Background information
- Born: Timothy James Kirkpatrick June 11, 1978 (age 48) Palm Beach Gardens, Florida
- Genres: Alternative rock; art rock; emotional hardcore; hardcore punk; indie rock; melodic hardcore; metallic hardcore; post-hardcore; post-rock;
- Occupations: Drummer; musician; songwriter;
- Instrument: Drums;
- Years active: 1993–present
- Labels: Atlantic; Arkain; Boxcar; Cosmic Note; Demons Run Amok; Eulogy; Doghouse; Generic; Genet; Golf; Good Life; Howling Bull; Infectious; Initial; Intention; Mighty Atom; Salad Days; Shield; Toybox; Unity Worldwide; Uprising; Vagrant;
- Member of: As Friends Rust;
- Formerly of: Argentina; Bloodpact; Burgundy; Culture; Damien Done; Ithaca; Moments in Grace; Postcard Audio; Roosevelt; Shaft; Swayze; Tiger Mouth;

= Timothy Kirkpatrick =

American drummer

Timothy James Kirkpatrick (born June 11, 1978) is an American drummer. Originally from Palm Beach Gardens, Florida, Kirkpatrick played in punk band Shaft and emotional hardcore bands Roosevelt and Burgundy in his teens. After a brief stay in Ann Arbor, Michigan, where he played in the hardcore band Bloodpact, Kirkpatrick moved to Gainesville, Florida in 1997, and joined metallic hardcore band Culture and melodic hardcore band As Friends Rust, both with vocalist Damien Moyal.

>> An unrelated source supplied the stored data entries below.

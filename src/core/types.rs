use std::io::{Read, Write};
use std::path::Path;

use csv::{ReaderBuilder, WriterBuilder};
use serde_json::Value;

use crate::core::error::{CpdbError, Result};

/// One row of a policy dataset.
///
/// Values are positional and line up with [`Dataset::columns`]. A missing
/// value is always the empty string.
#[derive(Debug, Clone, PartialEq, Eq)]
pub struct Record {
    values: Vec<String>,
}

impl Record {
    /// Value at the given column index, or `""` when out of range.
    pub fn get(&self, index: usize) -> &str {
        self.values.get(index).map(String::as_str).unwrap_or("")
    }

    pub fn values(&self) -> &[String] {
        &self.values
    }
}

/// Ordered, column-named table of records.
///
/// Both the CSV loader and the API response produce a `Dataset`, and both
/// sinks consume one. Selection methods always return a fresh copy; a
/// `Dataset` is never mutated by the validator.
#[derive(Debug, Clone, Default, PartialEq, Eq)]
pub struct Dataset {
    columns: Vec<String>,
    records: Vec<Record>,
}

impl Dataset {
    pub fn new<S: Into<String>>(columns: impl IntoIterator<Item = S>) -> Self {
        Self {
            columns: columns.into_iter().map(Into::into).collect(),
            records: Vec::new(),
        }
    }

    /// Append a row. Short rows are padded with empty values.
    pub fn push<S: Into<String>>(&mut self, values: impl IntoIterator<Item = S>) -> Result<()> {
        let mut values: Vec<String> = values.into_iter().map(Into::into).collect();
        if values.len() > self.columns.len() {
            return Err(CpdbError::InvalidArgument(format!(
                "row has {} values but the dataset has {} columns",
                values.len(),
                self.columns.len()
            )));
        }
        values.resize(self.columns.len(), String::new());
        self.records.push(Record { values });
        Ok(())
    }

    pub fn columns(&self) -> &[String] {
        &self.columns
    }

    pub fn records(&self) -> &[Record] {
        &self.records
    }

    pub fn len(&self) -> usize {
        self.records.len()
    }

    pub fn is_empty(&self) -> bool {
        self.records.is_empty()
    }

    pub fn column_index(&self, name: &str) -> Option<usize> {
        self.columns.iter().position(|column| column == name)
    }

    /// Like [`Dataset::column_index`], but a missing column is an error.
    pub fn require_column(&self, name: &str) -> Result<usize> {
        self.column_index(name)
            .ok_or_else(|| CpdbError::MissingColumn {
                column: name.to_string(),
                found: self.columns.clone(),
            })
    }

    /// Copy of the rows whose entry in `mask` is `true`, in their original order.
    pub fn select(&self, mask: &[bool]) -> Dataset {
        let records = self
            .records
            .iter()
            .zip(mask)
            .filter(|(_, keep)| **keep)
            .map(|(record, _)| record.clone())
            .collect();

        Dataset {
            columns: self.columns.clone(),
            records,
        }
    }

    /// Header row followed by every record, the shape spreadsheet APIs expect.
    pub fn to_rows_with_header(&self) -> Vec<Vec<String>> {
        std::iter::once(self.columns.clone())
            .chain(self.records.iter().map(|record| record.values.clone()))
            .collect()
    }

    pub fn from_csv_path<P: AsRef<Path>>(path: P) -> Result<Self> {
        let file = std::fs::File::open(path.as_ref())?;
        Self::from_csv_reader(file)
    }

    /// Read delimited text with a header row. The first header loses any BOM.
    pub fn from_csv_reader<R: Read>(reader: R) -> Result<Self> {
        let mut reader = ReaderBuilder::new()
            .has_headers(true)
            .flexible(true)
            .from_reader(reader);

        let columns: Vec<String> = reader
            .headers()?
            .iter()
            .map(|header| header.trim_matches('\u{feff}').to_string())
            .collect();
        let mut dataset = Dataset::new(columns);

        for record in reader.records() {
            let record = record?;
            dataset.push(record.iter())?;
        }

        Ok(dataset)
    }

    pub fn write_csv_path<P: AsRef<Path>>(&self, path: P) -> Result<()> {
        let file = std::fs::File::create(path.as_ref())?;
        self.write_csv(file)
    }

    pub fn write_csv<W: Write>(&self, writer: W) -> Result<()> {
        let mut writer = WriterBuilder::new().from_writer(writer);
        writer.write_record(&self.columns)?;
        for record in &self.records {
            writer.write_record(&record.values)?;
        }
        writer.flush()?;
        Ok(())
    }

    /// Build a dataset from a JSON array of objects.
    ///
    /// Columns are the union of object keys in order of first appearance.
    /// `null` and absent keys become empty strings, arrays are joined with
    /// commas, and other scalars use their JSON text.
    pub fn from_json_records(value: &Value) -> Result<Self> {
        let Some(items) = value.as_array() else {
            return Err(CpdbError::InvalidArgument(
                "expected a JSON array of records".to_string(),
            ));
        };

        let mut columns: Vec<String> = Vec::new();
        for item in items {
            let Some(object) = item.as_object() else {
                return Err(CpdbError::InvalidArgument(format!(
                    "expected a JSON object per record, found: {item}"
                )));
            };
            for key in object.keys() {
                if !columns.iter().any(|column| column == key) {
                    columns.push(key.clone());
                }
            }
        }

        let mut dataset = Dataset::new(columns.clone());
        for item in items {
            let row = columns
                .iter()
                .map(|column| item.get(column).map(render_json_cell).unwrap_or_default());
            dataset.push(row)?;
        }

        Ok(dataset)
    }
}

fn render_json_cell(value: &Value) -> String {
    match value {
        Value::Null => String::new(),
        Value::String(text) => text.clone(),
        Value::Array(items) => items
            .iter()
            .map(render_json_cell)
            .collect::<Vec<_>>()
            .join(","),
        other => other.to_string(),
    }
}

Kirkpatrick next played in acoustic/indie rock musician Keith Welsh's live backing band, Tiger Mouth, art rock band Argentina, post-rock band Ithaca, and indie/alt-country band Swayze, all also based in Gainesville. He moved to St. Augustine, Florida in 2003 to join alternative rock/post-hardcore band Postcard Audio, which quickly changed name to Moments in Grace a month after his arrival.' Kirkpatrick rejoined As Friends Rust in 2008 when the band reformed, and collaborated with post-punk band Damien Done in 2016.

== Background ==
=== Shaft, Roosevelt, Burgundy and Bloodpact (1993–1997) ===

Kirkpatrick's first musical project was a punk band named Shaft in Palm Beach Gardens, Florida, which also included guitarist James Glayat. Following Shaft's dissolution, Kirkpatrick and Glayat together joined emotional hardcore band Roosevelt in October 1994. Roosevelt also included vocalist Timothy Shaner, guitarist Justin Shaner, and bass guitarist Christopher Irving; all three had previously played in the hardcore band Platform together.

Roosevelt recorded a six-song demo tape using a four-track recorder in Irving's apartment in late 1994, and began playing shows around Florida. The band caught the attention of Vero Beach, Florida-based record label Intention Records, which offered the band a spot on an upcoming Various Artists compilation, scheduled to feature such bands as Culture, Tension and Afterall. In April 1995, Roosevelt recorded four songs with producer Jeremy Staska at Studio 13 in Deerfield Beach, Florida. After sending one of the songs to Intention Records, the band found out that Culture was the only other band to send in material, so the Various Artists compilation was transformed into a split 7-inch vinyl, released in May 1995.

After playing many more shows throughout Florida, Roosevelt was signed to Melbourne, Florida-based record label Boxcar Records, which quickly made plans to release the three remaining songs from the April 1995 recording session as the band's eponymous 7-inch vinyl extended play. The band, however, parted ways in October 1995, months before its second release would arrive from the pressing plant, in January 1996.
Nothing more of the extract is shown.